*** Records for this task Section Begins ***

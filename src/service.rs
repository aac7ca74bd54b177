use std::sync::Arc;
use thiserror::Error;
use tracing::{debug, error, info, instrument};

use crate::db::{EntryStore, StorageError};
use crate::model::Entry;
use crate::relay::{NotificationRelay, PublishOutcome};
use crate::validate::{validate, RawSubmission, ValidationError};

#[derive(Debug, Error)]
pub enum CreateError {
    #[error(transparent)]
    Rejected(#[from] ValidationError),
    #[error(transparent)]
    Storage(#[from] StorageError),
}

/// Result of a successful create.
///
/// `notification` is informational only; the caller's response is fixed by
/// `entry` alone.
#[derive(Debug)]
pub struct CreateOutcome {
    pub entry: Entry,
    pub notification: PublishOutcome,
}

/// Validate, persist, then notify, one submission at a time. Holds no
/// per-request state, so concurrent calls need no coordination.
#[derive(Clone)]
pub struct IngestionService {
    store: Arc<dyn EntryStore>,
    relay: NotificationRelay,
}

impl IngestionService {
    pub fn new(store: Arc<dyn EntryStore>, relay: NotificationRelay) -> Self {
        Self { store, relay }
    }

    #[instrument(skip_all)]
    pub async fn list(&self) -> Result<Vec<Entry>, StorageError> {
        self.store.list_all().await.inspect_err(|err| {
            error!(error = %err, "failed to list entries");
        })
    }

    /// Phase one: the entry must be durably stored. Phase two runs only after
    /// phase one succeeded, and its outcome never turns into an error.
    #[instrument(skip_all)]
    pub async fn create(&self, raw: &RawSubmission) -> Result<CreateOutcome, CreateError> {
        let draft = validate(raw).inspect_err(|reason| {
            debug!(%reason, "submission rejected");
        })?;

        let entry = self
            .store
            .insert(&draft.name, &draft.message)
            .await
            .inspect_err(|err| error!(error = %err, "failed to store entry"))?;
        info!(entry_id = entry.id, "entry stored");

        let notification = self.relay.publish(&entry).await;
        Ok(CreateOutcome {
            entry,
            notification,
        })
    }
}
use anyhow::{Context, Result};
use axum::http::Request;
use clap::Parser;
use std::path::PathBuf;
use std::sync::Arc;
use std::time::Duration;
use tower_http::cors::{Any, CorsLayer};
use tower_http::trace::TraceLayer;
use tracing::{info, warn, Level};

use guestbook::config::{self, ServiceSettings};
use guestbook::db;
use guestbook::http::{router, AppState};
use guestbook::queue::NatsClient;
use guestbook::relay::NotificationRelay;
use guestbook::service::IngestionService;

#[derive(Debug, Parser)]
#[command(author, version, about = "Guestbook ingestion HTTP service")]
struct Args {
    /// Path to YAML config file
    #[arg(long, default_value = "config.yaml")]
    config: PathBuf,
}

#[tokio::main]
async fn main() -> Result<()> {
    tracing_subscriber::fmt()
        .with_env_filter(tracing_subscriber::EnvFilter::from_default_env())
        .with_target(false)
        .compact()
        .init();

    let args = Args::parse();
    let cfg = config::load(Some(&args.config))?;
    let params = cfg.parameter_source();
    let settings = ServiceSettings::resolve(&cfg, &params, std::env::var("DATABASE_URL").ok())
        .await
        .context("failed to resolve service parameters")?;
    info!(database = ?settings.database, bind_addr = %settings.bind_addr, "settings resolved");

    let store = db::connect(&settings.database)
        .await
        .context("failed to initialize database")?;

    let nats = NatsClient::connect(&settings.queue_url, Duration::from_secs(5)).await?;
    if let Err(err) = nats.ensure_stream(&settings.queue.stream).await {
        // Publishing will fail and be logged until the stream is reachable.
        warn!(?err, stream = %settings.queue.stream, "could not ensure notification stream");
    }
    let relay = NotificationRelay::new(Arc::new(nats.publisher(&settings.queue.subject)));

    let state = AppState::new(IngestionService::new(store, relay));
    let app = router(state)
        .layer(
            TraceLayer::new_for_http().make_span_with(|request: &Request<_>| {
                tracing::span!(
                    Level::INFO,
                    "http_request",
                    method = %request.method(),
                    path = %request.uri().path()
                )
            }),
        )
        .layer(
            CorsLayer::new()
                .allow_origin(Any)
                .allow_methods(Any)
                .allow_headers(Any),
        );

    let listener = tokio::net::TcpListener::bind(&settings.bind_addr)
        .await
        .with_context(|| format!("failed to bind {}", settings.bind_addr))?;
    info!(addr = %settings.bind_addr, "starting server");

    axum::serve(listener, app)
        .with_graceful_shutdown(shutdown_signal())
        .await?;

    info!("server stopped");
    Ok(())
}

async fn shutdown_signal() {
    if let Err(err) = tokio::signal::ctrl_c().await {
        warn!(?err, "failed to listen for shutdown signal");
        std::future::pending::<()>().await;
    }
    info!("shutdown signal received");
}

*** Records for this task Section Ends ***
*** Records for this task Section Begins ***

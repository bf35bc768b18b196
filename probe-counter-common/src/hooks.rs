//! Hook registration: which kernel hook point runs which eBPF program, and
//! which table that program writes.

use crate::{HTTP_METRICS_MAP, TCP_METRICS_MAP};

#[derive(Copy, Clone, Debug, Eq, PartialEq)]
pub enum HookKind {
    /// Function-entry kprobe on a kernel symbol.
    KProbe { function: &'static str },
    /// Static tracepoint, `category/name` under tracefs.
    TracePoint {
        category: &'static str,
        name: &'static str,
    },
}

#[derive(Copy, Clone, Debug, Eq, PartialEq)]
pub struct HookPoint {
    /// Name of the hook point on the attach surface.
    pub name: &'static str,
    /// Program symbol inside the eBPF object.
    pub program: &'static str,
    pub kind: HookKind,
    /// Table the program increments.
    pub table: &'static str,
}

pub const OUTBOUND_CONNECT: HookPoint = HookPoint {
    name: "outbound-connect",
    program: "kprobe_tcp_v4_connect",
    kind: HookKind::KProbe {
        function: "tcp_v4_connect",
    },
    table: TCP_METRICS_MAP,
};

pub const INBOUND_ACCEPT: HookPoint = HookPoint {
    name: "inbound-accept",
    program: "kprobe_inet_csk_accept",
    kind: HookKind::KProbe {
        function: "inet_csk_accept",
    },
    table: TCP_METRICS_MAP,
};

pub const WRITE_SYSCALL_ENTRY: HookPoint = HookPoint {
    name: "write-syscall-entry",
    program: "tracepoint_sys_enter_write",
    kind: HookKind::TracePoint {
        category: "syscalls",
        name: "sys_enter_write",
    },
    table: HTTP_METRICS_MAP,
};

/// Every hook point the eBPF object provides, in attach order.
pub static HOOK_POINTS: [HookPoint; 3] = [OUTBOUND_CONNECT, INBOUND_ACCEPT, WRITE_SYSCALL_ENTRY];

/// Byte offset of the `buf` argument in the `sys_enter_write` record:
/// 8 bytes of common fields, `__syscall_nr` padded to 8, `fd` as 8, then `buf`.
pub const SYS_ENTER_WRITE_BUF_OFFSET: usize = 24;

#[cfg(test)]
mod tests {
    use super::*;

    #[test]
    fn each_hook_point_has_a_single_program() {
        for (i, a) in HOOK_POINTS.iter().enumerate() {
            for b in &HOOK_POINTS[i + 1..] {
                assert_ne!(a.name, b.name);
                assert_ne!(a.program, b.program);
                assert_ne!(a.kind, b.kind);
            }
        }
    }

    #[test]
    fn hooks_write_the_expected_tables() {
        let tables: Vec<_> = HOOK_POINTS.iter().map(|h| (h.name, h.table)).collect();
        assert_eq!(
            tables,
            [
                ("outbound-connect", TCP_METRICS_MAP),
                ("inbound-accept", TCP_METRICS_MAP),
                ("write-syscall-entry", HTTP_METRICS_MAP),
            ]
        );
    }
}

*** Records for this task Section Ends ***
*** Records for this task Section Begins ***

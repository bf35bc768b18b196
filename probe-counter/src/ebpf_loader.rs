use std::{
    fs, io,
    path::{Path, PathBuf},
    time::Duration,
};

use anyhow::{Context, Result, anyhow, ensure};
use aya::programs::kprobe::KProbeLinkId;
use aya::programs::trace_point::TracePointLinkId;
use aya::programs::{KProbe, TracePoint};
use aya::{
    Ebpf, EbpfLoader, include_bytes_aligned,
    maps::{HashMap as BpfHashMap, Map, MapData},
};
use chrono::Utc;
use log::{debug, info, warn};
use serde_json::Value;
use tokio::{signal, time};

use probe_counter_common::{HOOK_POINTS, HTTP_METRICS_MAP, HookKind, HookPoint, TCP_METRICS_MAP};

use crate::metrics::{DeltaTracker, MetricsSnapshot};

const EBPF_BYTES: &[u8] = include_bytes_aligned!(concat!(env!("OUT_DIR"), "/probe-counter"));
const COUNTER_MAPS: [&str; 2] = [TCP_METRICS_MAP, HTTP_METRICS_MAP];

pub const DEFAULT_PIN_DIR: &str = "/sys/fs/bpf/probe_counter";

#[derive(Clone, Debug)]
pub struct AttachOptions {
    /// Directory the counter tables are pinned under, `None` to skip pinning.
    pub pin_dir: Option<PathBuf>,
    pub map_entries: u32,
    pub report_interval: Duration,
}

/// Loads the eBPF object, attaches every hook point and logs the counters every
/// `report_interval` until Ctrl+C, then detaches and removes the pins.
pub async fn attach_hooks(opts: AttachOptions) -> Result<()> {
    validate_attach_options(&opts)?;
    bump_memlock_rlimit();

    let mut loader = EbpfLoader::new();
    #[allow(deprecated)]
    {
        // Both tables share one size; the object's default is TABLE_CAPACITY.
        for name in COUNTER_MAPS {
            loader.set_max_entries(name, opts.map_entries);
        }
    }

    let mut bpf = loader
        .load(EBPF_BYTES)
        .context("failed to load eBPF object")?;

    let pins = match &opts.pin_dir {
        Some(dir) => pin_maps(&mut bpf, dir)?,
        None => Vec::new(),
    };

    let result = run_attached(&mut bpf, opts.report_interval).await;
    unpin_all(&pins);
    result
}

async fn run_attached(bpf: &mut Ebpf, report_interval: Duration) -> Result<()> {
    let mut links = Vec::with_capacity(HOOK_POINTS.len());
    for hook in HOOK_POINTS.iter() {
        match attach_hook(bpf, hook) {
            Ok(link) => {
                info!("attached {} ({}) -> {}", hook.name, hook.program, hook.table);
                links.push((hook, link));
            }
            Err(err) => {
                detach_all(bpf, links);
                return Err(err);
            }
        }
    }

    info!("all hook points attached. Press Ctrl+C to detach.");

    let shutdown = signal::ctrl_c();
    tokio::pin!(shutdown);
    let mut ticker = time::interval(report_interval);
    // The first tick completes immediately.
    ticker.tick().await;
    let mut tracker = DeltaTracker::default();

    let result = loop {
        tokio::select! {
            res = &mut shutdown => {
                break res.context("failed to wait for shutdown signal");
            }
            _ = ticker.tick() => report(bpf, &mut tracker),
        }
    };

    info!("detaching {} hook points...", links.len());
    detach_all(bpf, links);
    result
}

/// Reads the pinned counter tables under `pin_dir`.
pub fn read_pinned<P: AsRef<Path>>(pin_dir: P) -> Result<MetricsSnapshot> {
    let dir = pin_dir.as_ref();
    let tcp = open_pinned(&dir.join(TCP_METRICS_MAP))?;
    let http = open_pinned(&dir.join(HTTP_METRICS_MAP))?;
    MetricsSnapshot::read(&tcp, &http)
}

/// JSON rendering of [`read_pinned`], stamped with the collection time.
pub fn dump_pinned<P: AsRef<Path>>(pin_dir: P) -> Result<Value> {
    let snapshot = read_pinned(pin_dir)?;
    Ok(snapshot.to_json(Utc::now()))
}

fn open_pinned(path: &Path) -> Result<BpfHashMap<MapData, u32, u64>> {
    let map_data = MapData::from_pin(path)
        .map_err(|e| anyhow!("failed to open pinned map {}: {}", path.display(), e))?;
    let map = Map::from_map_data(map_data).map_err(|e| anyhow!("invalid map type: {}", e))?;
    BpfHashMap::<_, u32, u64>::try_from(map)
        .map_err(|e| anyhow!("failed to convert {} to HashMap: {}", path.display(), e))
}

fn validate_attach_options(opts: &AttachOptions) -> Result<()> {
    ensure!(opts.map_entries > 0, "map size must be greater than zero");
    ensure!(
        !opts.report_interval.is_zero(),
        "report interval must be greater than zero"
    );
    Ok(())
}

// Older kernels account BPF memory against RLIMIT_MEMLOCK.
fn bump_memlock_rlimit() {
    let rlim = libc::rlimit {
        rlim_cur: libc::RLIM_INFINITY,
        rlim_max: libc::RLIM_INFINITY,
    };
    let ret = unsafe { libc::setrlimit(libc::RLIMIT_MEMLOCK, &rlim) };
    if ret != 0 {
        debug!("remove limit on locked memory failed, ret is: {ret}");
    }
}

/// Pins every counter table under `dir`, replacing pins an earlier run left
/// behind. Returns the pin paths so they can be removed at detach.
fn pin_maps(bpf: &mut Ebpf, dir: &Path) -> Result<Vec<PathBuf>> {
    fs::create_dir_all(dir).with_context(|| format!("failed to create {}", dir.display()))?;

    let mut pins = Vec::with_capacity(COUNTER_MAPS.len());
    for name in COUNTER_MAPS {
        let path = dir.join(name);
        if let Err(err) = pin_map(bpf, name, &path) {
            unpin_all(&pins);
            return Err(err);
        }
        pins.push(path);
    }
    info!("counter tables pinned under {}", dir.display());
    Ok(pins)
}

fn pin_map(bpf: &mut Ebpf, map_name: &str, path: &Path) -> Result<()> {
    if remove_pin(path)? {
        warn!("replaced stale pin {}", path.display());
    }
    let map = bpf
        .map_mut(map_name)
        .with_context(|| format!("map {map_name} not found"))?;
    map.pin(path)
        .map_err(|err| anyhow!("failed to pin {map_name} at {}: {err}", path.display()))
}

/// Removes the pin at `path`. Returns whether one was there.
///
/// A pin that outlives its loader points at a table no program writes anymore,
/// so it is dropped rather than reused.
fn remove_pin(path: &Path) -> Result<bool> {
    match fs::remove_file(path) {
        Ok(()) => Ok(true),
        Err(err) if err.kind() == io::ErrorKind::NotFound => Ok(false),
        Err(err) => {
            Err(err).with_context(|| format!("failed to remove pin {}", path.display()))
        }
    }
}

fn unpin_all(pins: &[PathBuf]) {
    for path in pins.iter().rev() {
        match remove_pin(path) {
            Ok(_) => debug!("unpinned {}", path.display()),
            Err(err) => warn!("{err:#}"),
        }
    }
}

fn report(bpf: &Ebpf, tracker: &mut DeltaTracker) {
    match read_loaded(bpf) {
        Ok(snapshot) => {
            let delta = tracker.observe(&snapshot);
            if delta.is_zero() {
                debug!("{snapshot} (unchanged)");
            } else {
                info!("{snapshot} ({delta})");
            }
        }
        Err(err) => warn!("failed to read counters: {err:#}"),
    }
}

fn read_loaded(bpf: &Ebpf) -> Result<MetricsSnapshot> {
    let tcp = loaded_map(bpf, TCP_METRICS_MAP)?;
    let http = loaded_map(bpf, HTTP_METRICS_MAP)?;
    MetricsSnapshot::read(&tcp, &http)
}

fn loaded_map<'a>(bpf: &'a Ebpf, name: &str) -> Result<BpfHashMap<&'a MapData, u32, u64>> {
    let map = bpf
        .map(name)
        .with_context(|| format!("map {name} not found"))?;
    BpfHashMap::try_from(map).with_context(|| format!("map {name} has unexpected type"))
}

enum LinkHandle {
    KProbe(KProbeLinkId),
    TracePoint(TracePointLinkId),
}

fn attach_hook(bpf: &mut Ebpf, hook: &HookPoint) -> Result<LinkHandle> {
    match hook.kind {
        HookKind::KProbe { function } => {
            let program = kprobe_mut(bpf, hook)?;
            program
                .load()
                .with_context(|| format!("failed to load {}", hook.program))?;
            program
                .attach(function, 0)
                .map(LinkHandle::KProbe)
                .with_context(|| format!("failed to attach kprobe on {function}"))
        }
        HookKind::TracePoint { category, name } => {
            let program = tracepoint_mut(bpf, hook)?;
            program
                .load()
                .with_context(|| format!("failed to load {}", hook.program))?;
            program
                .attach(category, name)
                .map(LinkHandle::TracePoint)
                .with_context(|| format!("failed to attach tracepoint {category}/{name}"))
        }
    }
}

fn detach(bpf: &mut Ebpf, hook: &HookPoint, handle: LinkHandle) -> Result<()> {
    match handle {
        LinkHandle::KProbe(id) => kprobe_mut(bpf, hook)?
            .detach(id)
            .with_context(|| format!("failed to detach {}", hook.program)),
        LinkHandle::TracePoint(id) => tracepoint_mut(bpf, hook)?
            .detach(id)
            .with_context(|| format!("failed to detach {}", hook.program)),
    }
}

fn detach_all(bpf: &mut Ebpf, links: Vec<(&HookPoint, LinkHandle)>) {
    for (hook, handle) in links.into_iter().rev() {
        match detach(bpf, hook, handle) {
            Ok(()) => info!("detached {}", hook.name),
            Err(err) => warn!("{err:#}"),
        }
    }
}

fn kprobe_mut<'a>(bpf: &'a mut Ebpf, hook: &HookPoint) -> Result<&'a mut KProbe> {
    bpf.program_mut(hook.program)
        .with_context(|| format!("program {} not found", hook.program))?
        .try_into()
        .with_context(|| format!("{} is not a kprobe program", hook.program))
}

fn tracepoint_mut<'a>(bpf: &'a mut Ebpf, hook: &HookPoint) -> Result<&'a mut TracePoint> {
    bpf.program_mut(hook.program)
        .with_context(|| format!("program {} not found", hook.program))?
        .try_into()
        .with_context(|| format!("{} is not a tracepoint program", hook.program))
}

*** Records for this task Section Ends ***

> **Task objective**
Check every line above for the string "type" and copy those that have it.

> **Task solution**
    let map = Map::from_map_data(map_data).map_err(|e| anyhow!("invalid map type: {}", e))?;
    BpfHashMap::try_from(map).with_context(|| format!("map {name} has unexpected type"))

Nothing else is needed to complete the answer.